Through the years of watching my father suffer, first with his incredible back pain, then weakened lungs from multiple pneumonia and in the last 15 years with cancer and heart disease I saw his patience and resolve to enjoy life and somehow came to accept illness as a difficult by permanent member of our family.  It is so different with my strong and healthy teenager.  Maybe because I did see him strong and healthy for 14 years. Maybe because I am his mother and that is that mother bear in me.  Maybe because I witnessed up close too many miraculous and often instantaneous hearings over the last 2 decades that I know there is an option.  With my dad as part of the great cloud of witnesses now, I cannot imagine he would want us to quit pursuing complete restoration for his youngest grandchild.  Yet these last few days have been excruciating for me...I think for Jordan as well.

The battle in my mind is so loud, I am surprised those near me can't hear it.  It was wild to sit in the gatherings at Bethel and witness people from around the globe receiving instant hearings for their body....so fun! Knees with metal in them that previously couldn't bend were now jumping, cysts were disappearing before our eyes....with everything in me I wanted to see the entire mass on Jordan's leg shrivel before his eyes.  Instead he received more prayer and we returned to Canada choosing to believe before we see.

Jordan had another dream where he was fighting 4 witches.  They were hideous and strong. The battle was extended with no evidence of movement on either side.  All of a sudden, he remembered that he was not alone and that God was in him.  As he reached out to touch each one, his finger or weapon would pierce their defenses and shatter them.

Sometimes from the back of the truck on the way home Jordan would request prayer for his hope.  He and Kim had long talks about battles in the mind.  At those times, I would take the back seat and nap. We did take mini-detours on the way home into redwood country and the California coastline.  Normally the ocean brings me such life - displaying the never-ending majesty and power of God.  But with Jordan initially staying put in the back of the truck rather than struggle over the driftwood and rocks with his crutches, Tucker was the one who went wild on the sand with the waves and made me laugh.  Laughter in the middle of pain...

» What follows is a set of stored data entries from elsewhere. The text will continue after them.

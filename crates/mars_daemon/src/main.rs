mod routes;
mod state;
mod tick_loop;

use std::collections::VecDeque;
use std::path::{Path, PathBuf};
use std::sync::atomic::AtomicBool;
use std::sync::Arc;

use anyhow::{Context, Result};
use axum::http::HeaderValue;
use clap::Parser;
use mars_control::ColonyDirector;
use mars_core::{GameContent, GameState, MasterClock, MetricsFileWriter};
use mars_world::{
    create_run_dir, generate_run_id, load_content, load_world, new_colony, validate_world,
    write_run_info, RunInfo,
};
use parking_lot::Mutex;
use rand::SeedableRng;
use rand_chacha::ChaCha8Rng;
use tracing_subscriber::EnvFilter;

use crate::state::{AppState, SimState};

#[derive(Parser, Debug)]
#[command(name = "mars_daemon", about = "Mars colony simulation daemon")]
struct Args {
    #[arg(long, default_value_t = 3001)]
    port: u16,
    /// Pulses per real second. 0 runs fixed-size pulses as fast as possible.
    #[arg(long, default_value_t = 10.0)]
    pulses_per_sec: f64,
    #[arg(long)]
    max_pulses: Option<u64>,
    /// Generate the colony with this seed. Mutually exclusive with --state.
    #[arg(long, conflicts_with = "state_file")]
    seed: Option<u64>,
    /// Resume from a saved GameState JSON file.
    #[arg(long = "state", conflicts_with = "seed")]
    state_file: Option<String>,
    #[arg(long, default_value = "./content")]
    content_dir: String,
    /// Overrides the time ratio from constants.json.
    #[arg(long)]
    time_ratio: Option<f64>,
    #[arg(long, default_value = "http://localhost:5173")]
    cors_origin: String,
    #[arg(long, default_value_t = 60)]
    metrics_every: u64,
    /// Disable the runs/ directory (metrics CSV and saves).
    #[arg(long)]
    no_metrics: bool,
    #[arg(long)]
    no_director: bool,
}

fn load_state(args: &Args, content: &GameContent) -> Result<(GameState, ChaCha8Rng)> {
    if let Some(path) = &args.state_file {
        let json = std::fs::read_to_string(path)
            .with_context(|| format!("reading state file: {path}"))?;
        let loaded: GameState =
            serde_json::from_str(&json).with_context(|| format!("parsing state file: {path}"))?;
        let rng = ChaCha8Rng::seed_from_u64(loaded.meta.seed ^ loaded.meta.pulse);
        return Ok((loaded, rng));
    }
    let world = load_world(&args.content_dir)?;
    validate_world(&world, content);
    let seed = args.seed.unwrap_or_else(rand::random);
    Ok(new_colony(content, &world, seed))
}

fn open_run_dir(args: &Args, state: &GameState, content: &GameContent) -> Result<Option<PathBuf>> {
    if args.no_metrics {
        return Ok(None);
    }
    let run_id = generate_run_id(state.meta.seed);
    let run_dir = create_run_dir(Path::new("runs"), &run_id)?;
    let info = RunInfo {
        run_id,
        seed: state.meta.seed,
        content_version: content.content_version.clone(),
        runner: "mars_daemon".to_string(),
        metrics_every: args.metrics_every,
        args: serde_json::json!({
            "pulses_per_sec": args.pulses_per_sec,
            "max_pulses": args.max_pulses,
            "director": !args.no_director,
        }),
    };
    write_run_info(&run_dir, &info)?;
    Ok(Some(run_dir))
}

#[tokio::main]
async fn main() -> Result<()> {
    tracing_subscriber::fmt()
        .with_env_filter(
            EnvFilter::try_from_default_env().unwrap_or_else(|_| EnvFilter::new("info")),
        )
        .init();

    let args = Args::parse();
    let cors_origin: HeaderValue = args
        .cors_origin
        .parse()
        .with_context(|| format!("invalid --cors-origin: {}", args.cors_origin))?;

    let content = load_content(&args.content_dir)?;
    let (game_state, rng) = load_state(&args, &content)?;
    let run_dir = open_run_dir(&args, &game_state, &content)?;
    let metrics_writer = match &run_dir {
        Some(dir) => Some(
            MetricsFileWriter::new(dir.clone())
                .with_context(|| format!("opening metrics CSV in {}", dir.display()))?,
        ),
        None => None,
    };
    let clock = MasterClock::new(
        game_state.meta.time,
        args.time_ratio.unwrap_or(content.constants.time_ratio),
        content.constants.max_pulse_millisols,
    )?;

    tracing::info!(
        seed = game_state.meta.seed,
        settlements = game_state.settlements.len(),
        agents = game_state.agents.len(),
        "colony ready"
    );

    let next_command_id = game_state.counters.next_command_id;
    let sim = Arc::new(Mutex::new(SimState {
        game_state,
        content,
        rng,
        clock,
        director: (!args.no_director).then(ColonyDirector::new),
        next_command_id,
        pending_commands: VecDeque::new(),
        metrics_every: args.metrics_every,
        metrics_history: VecDeque::new(),
        metrics_writer,
    }));
    let (event_tx, _) = tokio::sync::broadcast::channel(256);
    let app_state = AppState {
        sim: sim.clone(),
        event_tx: event_tx.clone(),
        paused: Arc::new(AtomicBool::new(false)),
        pulses_per_sec: args.pulses_per_sec,
        run_dir,
    };

    tokio::spawn(tick_loop::run_pulse_loop(
        sim,
        event_tx,
        app_state.paused.clone(),
        args.pulses_per_sec,
        args.max_pulses,
    ));

    let app = routes::make_router_with_cors(app_state, cors_origin);
    let addr = format!("0.0.0.0:{}", args.port);
    let listener = tokio::net::TcpListener::bind(&addr)
        .await
        .with_context(|| format!("binding {addr}"))?;
    tracing::info!("listening on http://{addr}");
    axum::serve(listener, app).await.context("server error")?;
    Ok(())
}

By the time we reached Deception Pass in Washington, Jordan was up for a marshmallow roast on the beach.  Much more enjoyable and I don't mind my burnt ones at all - maybe I even meant to let them catch on fire.


And at the tail end of the trip, what a treat to make a quick dash into the Abbotsford hospital on the way home to hold my friend's newborn baby girl!  I had not entered a hospital with such joy in...forever.

Someday I look forward to meeting each and every person who has been holding up our arms during this time.  I know for sure that I didn't get many thank you emails or notes out, especially in the first few months.